## Abstracts – Online Learning

**Bandit regret scaling with the effective loss range**

Nicolò Cesa-Bianchi (Università degli Studio di Milano, Italy)

(This talk will include a short introduction to the field of online learning.)

Multiarmed bandits are a learning technique often used in online product recommendation, where training signals can only refer to the products that were actually shown to the user. In online learning performance is typically measured in terms of regret: the difference between the learner’s total gain in a sequence of recommendations and what it could have been gained by recommending the single best product to all users in the sequence. A recent result shows that it is impossible to guarantee that, whenever the gains across different products are in a small range for each user, the regret will scale with that range size. In this talk we show ways in which this negative result can be circumvented modulo some mild additional assumptions.
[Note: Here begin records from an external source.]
//! Committed games awaiting a result

pub mod lifecycle;

pub use lifecycle::{Game, GameLifecycle, GameTransition};
//! Service layer for the in-house queue service
//!
//! This module contains the main application state, service coordination,
//! and background task management for the production service.

pub mod app;
pub mod health;

pub use app::{AppState, ServiceError};
pub use health::{HealthCheck, HealthStatus};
For example, when rough estimates are available for the gains of each user, or when we know the gain of some unspecified product for each user.
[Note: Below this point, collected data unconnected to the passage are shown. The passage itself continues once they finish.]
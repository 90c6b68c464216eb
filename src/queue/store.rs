//! Per-server queue storage
//!
//! The store owns every queue entry of one server. Entries are kept in join
//! order; each mutation preserves the queue invariants (one entry per player,
//! symmetric duo links with distinct roles).

use crate::error::{EngineResult, QueueError};
use crate::types::{PlayerId, Role, ServerId};
use chrono::{DateTime, Utc};
use serde::{Deserialize, Serialize};
use std::collections::HashSet;

/// A player's active request to be matched
#[derive(Debug, Clone, PartialEq, Serialize, Deserialize)]
pub struct QueueEntry {
    pub player_id: PlayerId,
    pub server_id: ServerId,
    pub role: Role,
    /// Partner entry on the same server, if queued as a duo
    pub duo: Option<PlayerId>,
    pub queued_at: DateTime<Utc>,
    /// Monotonic join order within the server
    pub sequence: u64,
}

/// Queue of one server
#[derive(Debug, Clone)]
pub struct QueueStore {
    server_id: ServerId,
    entries: Vec<QueueEntry>,
    next_sequence: u64,
}

impl QueueStore {
    pub fn new(server_id: ServerId) -> Self {
        Self {
            server_id,
            entries: Vec::new(),
            next_sequence: 0,
        }
    }

    pub fn server_id(&self) -> ServerId {
        self.server_id
    }

    /// Entries in join order
    pub fn entries(&self) -> &[QueueEntry] {
        &self.entries
    }

    pub fn len(&self) -> usize {
        self.entries.len()
    }

    pub fn is_empty(&self) -> bool {
        self.entries.is_empty()
    }

    pub fn get(&self, player_id: PlayerId) -> Option<&QueueEntry> {
        self.entries.iter().find(|e| e.player_id == player_id)
    }

    pub fn contains(&self, player_id: PlayerId) -> bool {
        self.get(player_id).is_some()
    }

    /// Insert a solo entry
    pub fn join(
        &mut self,
        player_id: PlayerId,
        role: Role,
        now: DateTime<Utc>,
    ) -> EngineResult<&QueueEntry> {
        if self.contains(player_id) {
            return Err(QueueError::AlreadyQueued { player_id });
        }

        let entry = self.new_entry(player_id, role, None, now);
        self.entries.push(entry);
        debug_assert!(self.is_consistent());

        Ok(&self.entries[self.entries.len() - 1])
    }

    /// Insert two linked entries, or nothing
    pub fn join_duo(
        &mut self,
        (player_a, role_a): (PlayerId, Role),
        (player_b, role_b): (PlayerId, Role),
        now: DateTime<Utc>,
    ) -> EngineResult<()> {
        if role_a == role_b {
            return Err(QueueError::SameRolesForDuo { role: role_a });
        }
        if player_a == player_b {
            return Err(QueueError::InvalidQueueRequest {
                reason: "a player cannot duo with themselves".to_string(),
            });
        }
        for player_id in [player_a, player_b] {
            if self.contains(player_id) {
                return Err(QueueError::AlreadyQueued { player_id });
            }
        }

        let entry_a = self.new_entry(player_a, role_a, Some(player_b), now);
        let entry_b = self.new_entry(player_b, role_b, Some(player_a), now);
        self.entries.push(entry_a);
        self.entries.push(entry_b);
        debug_assert!(self.is_consistent());

        Ok(())
    }

    /// Remove a player's entry; the partner stays queued without its link
    pub fn leave(&mut self, player_id: PlayerId) -> Option<QueueEntry> {
        let index = self.entries.iter().position(|e| e.player_id == player_id)?;
        let removed = self.entries.remove(index);

        if let Some(partner) = removed.duo {
            self.unlink(partner);
        }
        debug_assert!(self.is_consistent());

        Some(removed)
    }

    /// Remove every listed player at once
    ///
    /// Fails with [`QueueError::StaleCandidate`] without touching the queue if
    /// any of them is no longer queued.
    pub fn remove_participants(&mut self, player_ids: &[PlayerId]) -> EngineResult<Vec<QueueEntry>> {
        if let Some(missing) = player_ids.iter().find(|id| !self.contains(**id)) {
            return Err(QueueError::StaleCandidate {
                player_id: *missing,
            });
        }

        let leaving: HashSet<PlayerId> = player_ids.iter().copied().collect();
        let (removed, kept): (Vec<_>, Vec<_>) = self
            .entries
            .drain(..)
            .partition(|e| leaving.contains(&e.player_id));
        self.entries = kept;

        for entry in &removed {
            if let Some(partner) = entry.duo {
                if !leaving.contains(&partner) {
                    self.unlink(partner);
                }
            }
        }
        debug_assert!(self.is_consistent());

        Ok(removed)
    }

    /// Drop every entry, returning how many were removed
    pub fn reset(&mut self) -> usize {
        self.reset_except(&[])
    }

    /// Drop every entry except those of `kept`
    pub fn reset_except(&mut self, kept: &[PlayerId]) -> usize {
        let before = self.entries.len();
        self.entries.retain(|e| kept.contains(&e.player_id));

        let remaining: HashSet<PlayerId> = self.entries.iter().map(|e| e.player_id).collect();
        for entry in &mut self.entries {
            if entry.duo.is_some_and(|partner| !remaining.contains(&partner)) {
                entry.duo = None;
            }
        }
        debug_assert!(self.is_consistent());

        before - self.entries.len()
    }

    /// Check the queue invariants
    pub fn is_consistent(&self) -> bool {
        let mut seen = HashSet::new();
        for entry in &self.entries {
            if entry.server_id != self.server_id || !seen.insert(entry.player_id) {
                return false;
            }
            if let Some(partner_id) = entry.duo {
                match self.get(partner_id) {
                    Some(partner) => {
                        if partner.duo != Some(entry.player_id) || partner.role == entry.role {
                            return false;
                        }
                    }
                    None => return false,
                }
            }
        }
        true
    }

    fn new_entry(
        &mut self,
        player_id: PlayerId,
        role: Role,
        duo: Option<PlayerId>,
        now: DateTime<Utc>,
    ) -> QueueEntry {
        let sequence = self.next_sequence;
        self.next_sequence += 1;

        QueueEntry {
            player_id,
            server_id: self.server_id,
            role,
            duo,
            queued_at: now,
            sequence,
        }
    }

    fn unlink(&mut self, player_id: PlayerId) {
        if let Some(entry) = self.entries.iter_mut().find(|e| e.player_id == player_id) {
            entry.duo = None;
        }
    }
}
Joint work with Ohad Shamir (Weizmann, Israel)

**Sparsity, variance and curvature in multi-armed bandits**

Sébastien Bubeck (Microsoft Research, USA)

In (online) learning theory the concepts of sparsity, variance and curvature are well-understood and are routinely used to obtain refined regret and generalization bounds. In this paper we further our understanding of these concepts in the more challenging limited feedback scenario. We consider the adversarial multi-armed bandit and linear bandit problems and solve several open problems pertaining to the existence of algorithms with good regret bounds under the following assumptions: (i) sparsity of the individual losses, (ii) small variation of the loss sequence, and (iii) curvature of the action set. Specifically we show that (i) for s-sparse losses one can obtain \sqrt{sT}-regret (solving an open problem by Kwon and Perchet), (ii) for loss sequences with variation bounded by Q one can obtain \sqrt{Q}-regret (solving an open problem by Kale and Hazan), and (iii) for linear bandit on an \ell_p^n ball one can obtain \sqrt{n T}-regret for p \in [1,2] and one must have a regret larger than n \sqrt{T} for p > 2 (solving an open problem by Bubeck, Cesa-Bianchi and Kakade.

Joint work with Michael B. Cohen and Yuanzhi Li.

**Online version of search problems**

Vianney Perchet (ENS Paris-Saclay & Criteo, France

In traditional search problems, an agent aims at exploring a graph in order to find an object as hidden as possible. We consider here the Bayesian repeated scenario with several iid instance of the same basic search problem. The objective is, within a given amount of time, to find as many objects as possible with the possibility to leave an instance for the next one at any moment.

We also consider the non-Bayesian case with a variant of regret minimization. We provide and analyses several algorithms with fast rates of convergence and/or guaranteed efficiency.

On optimal strategies via random playouts and perturbations

Jacob Abernethy (Georgia Institute of Technology, USA

In this talk we will explore the use of perturbation and randomization techniques for learning and decision-making. In particular, we will discuss a nice connection between regularization methods commonly used in statistical learning and perturbation methods developed for the online learning settings. We’ll explore applications to limited feedback settings, the use of randomized playouts in repeated games, and the relationship to differential privacy.

**Exploration in reinforcement learning: from tight regret analysis of finite MDPs to intrinsic motivation in deep RL**

Rémi Munos and Mohammad Gheshlaghi Azar (DeepMind, UK)

(This talk consists of two parts.)

In the first part we consider the problem of exploration in reinforcement learning for finite horizon and finite state space MDPs. We show that an optimistic modification to value iteration achieves a regret bound of O((HSAT)1/2) closing the gap with the established lower bound of Ω((HSAT)1/2), ignoring the higher order and logarithmics terms. This result improves over the best previous known bound O(HS(AT)1/2) achieved by the UCRL2 algorithm of Jaksch et al. (2010). Our analysis contains two key insights. We use careful application of concentration inequalities to the optimal value function as a whole, rather than to the transitions probabilities (to improve scaling in S), and we consider Bernstein-based “exploration bonuses” that use the empirical variance of the estimated values at the next states (to improve scaling in H).

The second part of this talk will consider the problem of exploration in MDPs with large (possibly infinite) state spaces where we possibly never go back to the same state twice. We will present heuristics based on deep learning representations in order to replace the optimism principle for exploration by an intrinsic motivation approach. We show how to use a density model to measure the novelty of a situation from which we can derive a pseudo-count that is used, similarly to the optimistic approach, to build an exploration bonus. We will illustrate those ideas on the infamously difficult Atari game Montezuma’s Revenge.